Sarah Dixon, Group Manager

Get digital, digital – it’s time to get digital, let’s get into digital (yes, this is an Olivia Newton-John reference)

Where social channels such as Facebook reinvent functionality and layout frequently to remain fresh, LinkedIn has maintained a consistent user experience since launch. That’s no reason to let your profile go stale though. Consider the skills that clients, future employers or partners will be looking for. Share or create content relevant to your profession and industries you work in. Don’t forget though, your profile is a reflection of your employer too. Make sure you incorporate the tone of voice and direction that will help your business grow and prosper.

Rob Lovegrove, Head of Digital

What does your email persona say about you?

I think many of us are oblivious to how we come across in business emails. Most of us don’t greet colleagues or contacts coldly or with monosyllabic responses if talking in person. Yet many business people find it acceptable to be terse, and even rude, in their emails. Perhaps it’s a reflection of how busy we are, or maybe some of us believe it makes us look more important, when it actually indicates to me a lack of manners and professional polish.

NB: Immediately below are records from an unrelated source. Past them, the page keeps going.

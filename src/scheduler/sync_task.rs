use async_trait::async_trait;

use crate::scheduler::Job;
use crate::sync::run_report::JobKind;
use crate::sync::{hero_sync, stats_sync, SyncContext};

/// One of the two sync jobs bound to its own context.
pub struct SyncTask {
    kind: JobKind,
    ctx: SyncContext,
}

impl SyncTask {
    pub fn new(kind: JobKind, ctx: SyncContext) -> Self {
        Self { kind, ctx }
    }
}

#[async_trait]
impl Job for SyncTask {
    fn name(&self) -> &'static str {
        self.kind.task_name()
    }

    async fn run(&self) {
        match self.kind {
            JobKind::SyncHeroes => {
                hero_sync::sync_heroes(&self.ctx).await;
            }
            JobKind::SyncHeroStats => {
                stats_sync::sync_hero_stats(&self.ctx).await;
            }
        }
    }
}
use std::fmt;
use std::time::Duration;

use async_trait::async_trait;
use reqwest::header::RETRY_AFTER;
use serde::{Deserialize, Deserializer};
use tracing::debug;

use crate::database::types::{Division, GameMode, Region};
use crate::Error;

/// One readable resource of the OverFast API.
#[derive(Debug, Clone, PartialEq)]
pub enum Endpoint {
    Heroes {
        locale: Option<String>,
    },
    HeroDetail {
        hero_key: String,
        locale: Option<String>,
    },
    HeroStats {
        platform: String,
        gamemode: GameMode,
        region: Region,
        division: Option<Division>,
    },
}

impl Endpoint {
    pub fn path(&self) -> String {
        match self {
            Endpoint::Heroes { .. } => "/heroes".to_string(),
            Endpoint::HeroDetail { hero_key, .. } => format!("/heroes/{hero_key}"),
            Endpoint::HeroStats { .. } => "/heroes/stats".to_string(),
        }
    }

    pub fn query(&self) -> Vec<(&'static str, String)> {
        match self {
            Endpoint::Heroes { locale } | Endpoint::HeroDetail { locale, .. } => locale
                .iter()
                .map(|locale| ("locale", locale.clone()))
                .collect(),
            Endpoint::HeroStats {
                platform,
                gamemode,
                region,
                division,
            } => {
                let mut params = vec![
                    ("platform", platform.clone()),
                    ("gamemode", gamemode.as_str().to_string()),
                    ("region", region.as_str().to_string()),
                ];
                if let Some(division) = division {
                    params.push(("competitive_division", division.as_str().to_string()));
                }
                params
            }
        }
    }
}

impl fmt::Display for Endpoint {
    fn fmt(&self, f: &mut fmt::Formatter<'_>) -> fmt::Result {
        f.write_str(&self.path())?;
        for (i, (name, value)) in self.query().iter().enumerate() {
            let sep = if i == 0 { '?' } else { '&' };
            write!(f, "{sep}{name}={value}")?;
        }
        Ok(())
    }
}

/// Raw upstream response; classification happens in the fetcher.
#[derive(Debug, Clone)]
pub struct UpstreamResponse {
    pub status: u16,
    pub retry_after: Option<String>,
    pub body: String,
}

#[async_trait]
pub trait Upstream: Send + Sync {
    /// Performs one GET. `Err` means the request never produced an HTTP status.
    async fn get(&self, endpoint: &Endpoint) -> Result<UpstreamResponse, Error>;
}

pub struct OverfastClient {
    http: reqwest::Client,
    base_url: String,
}

impl OverfastClient {
    pub fn new(base_url: &str, timeout: Duration) -> Result<Self, Error> {
        let http = reqwest::Client::builder()
            .timeout(timeout)
            .user_agent(concat!("oowsync/", env!("CARGO_PKG_VERSION")))
            .build()?;

        Ok(Self {
            http,
            base_url: base_url.trim_end_matches('/').to_string(),
        })
    }
}

#[async_trait]
impl Upstream for OverfastClient {
    #[tracing::instrument(level = "trace", skip(self), fields(endpoint = %endpoint))]
    async fn get(&self, endpoint: &Endpoint) -> Result<UpstreamResponse, Error> {
        let url = format!("{}{}", self.base_url, endpoint.path());
        let response = self
            .http
            .get(&url)
            .query(&endpoint.query())
            .send()
            .await?;

        let status = response.status().as_u16();
        let retry_after = response
            .headers()
            .get(RETRY_AFTER)
            .and_then(|v| v.to_str().ok())
            .map(str::to_owned);
        let body = response.text().await?;

        debug!(url, status, bytes = body.len(), "Upstream responded");

        Ok(UpstreamResponse {
            status,
            retry_after,
            body,
        })
    }
}

fn null_as_default<'de, D, T>(deserializer: D) -> Result<T, D::Error>
where
    D: Deserializer<'de>,
    T: Default + Deserialize<'de>,
{
    Ok(Option::<T>::deserialize(deserializer)?.unwrap_or_default())
}

/// Entry of `GET /heroes`.
#[derive(Debug, Clone, Deserialize)]
pub struct ApiHeroSummary {
    pub key: String,
    #[serde(default, deserialize_with = "null_as_default")]
    pub name: String,
    #[serde(default, deserialize_with = "null_as_default")]
    pub portrait: String,
    #[serde(default)]
    pub role: Option<String>,
}

/// Body of `GET /heroes/{key}`. Every field is optional upstream.
#[derive(Debug, Clone, Default, Deserialize)]
pub struct ApiHeroDetail {
    #[serde(default, deserialize_with = "null_as_default")]
    pub name: String,
    #[serde(default, deserialize_with = "null_as_default")]
    pub description: String,
    #[serde(default)]
    pub portrait: Option<String>,
    #[serde(default)]
    pub role: Option<String>,
    #[serde(default)]
    pub location: Option<String>,
    #[serde(default)]
    pub age: Option<i64>,
    #[serde(default, deserialize_with = "null_as_default")]
    pub hitpoints: ApiHitpoints,
    #[serde(default, deserialize_with = "null_as_default")]
    pub abilities: Vec<ApiAbility>,
    #[serde(default, deserialize_with = "null_as_default")]
    pub perks: Vec<ApiPerk>,
}

impl ApiHeroDetail {
    /// True when the payload carries nothing worth persisting (e.g. `{}`).
    pub fn is_empty(&self) -> bool {
        self.name.is_empty()
            && self.description.is_empty()
            && self.role.is_none()
            && self.abilities.is_empty()
            && self.perks.is_empty()
    }
}

#[derive(Debug, Clone, Default, Deserialize)]
pub struct ApiHitpoints {
    #[serde(default, deserialize_with = "null_as_default")]
    pub health: i64,
    #[serde(default, deserialize_with = "null_as_default")]
    pub armor: i64,
    #[serde(default, deserialize_with = "null_as_default")]
    pub shields: i64,
}

#[derive(Debug, Clone, Default, Deserialize)]
pub struct ApiAbility {
    #[serde(default, deserialize_with = "null_as_default")]
    pub name: String,
    #[serde(default, deserialize_with = "null_as_default")]
    pub description: String,
    #[serde(default, deserialize_with = "null_as_default")]
    pub icon: String,
}

#[derive(Debug, Clone, Default, Deserialize)]
pub struct ApiPerk {
    #[serde(default, deserialize_with = "null_as_default")]
    pub name: String,
    #[serde(default, deserialize_with = "null_as_default")]
    pub description: String,
    #[serde(default, deserialize_with = "null_as_default")]
    pub icon: String,
    #[serde(default, rename = "type")]
    pub kind: Option<String>,
}

/// Row of `GET /heroes/stats`.
#[derive(Debug, Clone, Deserialize)]
pub struct ApiHeroStat {
    pub hero: String,
    #[serde(default)]
    pub winrate: Option<f64>,
    #[serde(default)]
    pub pickrate: Option<f64>,
}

It’s great to be concise and to the point but it never hurts to add a little warmth or civility to help make a more meaningful connection.

Susan Hawkins, Group Manager IMC

Expand your network

Six degrees of separation is the theory that anyone on the planet can be connected to any other person through a chain of acquaintances that has no more than five intermediaries. The theory was first proposed in 1929 by the Hungarian writer Frigyes Karinthy in a short story called “Chains”. When you start to actively expand your personal network, you will be amazed at how quickly this theory kicks in and how valuable it can be in all aspects of your life. Just by doing something simple and enjoyable like joining a new club, taking that course you’ve always wanted to, signing up to coach your kids’ team or extending a kind hand for a charity, you will almost always meet someone who knows someone you know… and BOOM! just like that you are better networked.

Try looking up old contacts from school and university too. You’ll be amazed at what paths your friends may have taken or what their family members might be doing and how they can be, in some way, connected to you.

On the work front there are ample opportunities to make new contacts.  A good start is to sign up to organisations that host informative breakfasts and lunches. Take a handful of business cards with you and set a goal for how many cards you will swap each time. In time you will start recognising the same people at other functions and can slowly grow your business relationships.

Six degrees of separation might be a theory but when you start on a deliberate journey of networking it quickly becomes very plausible.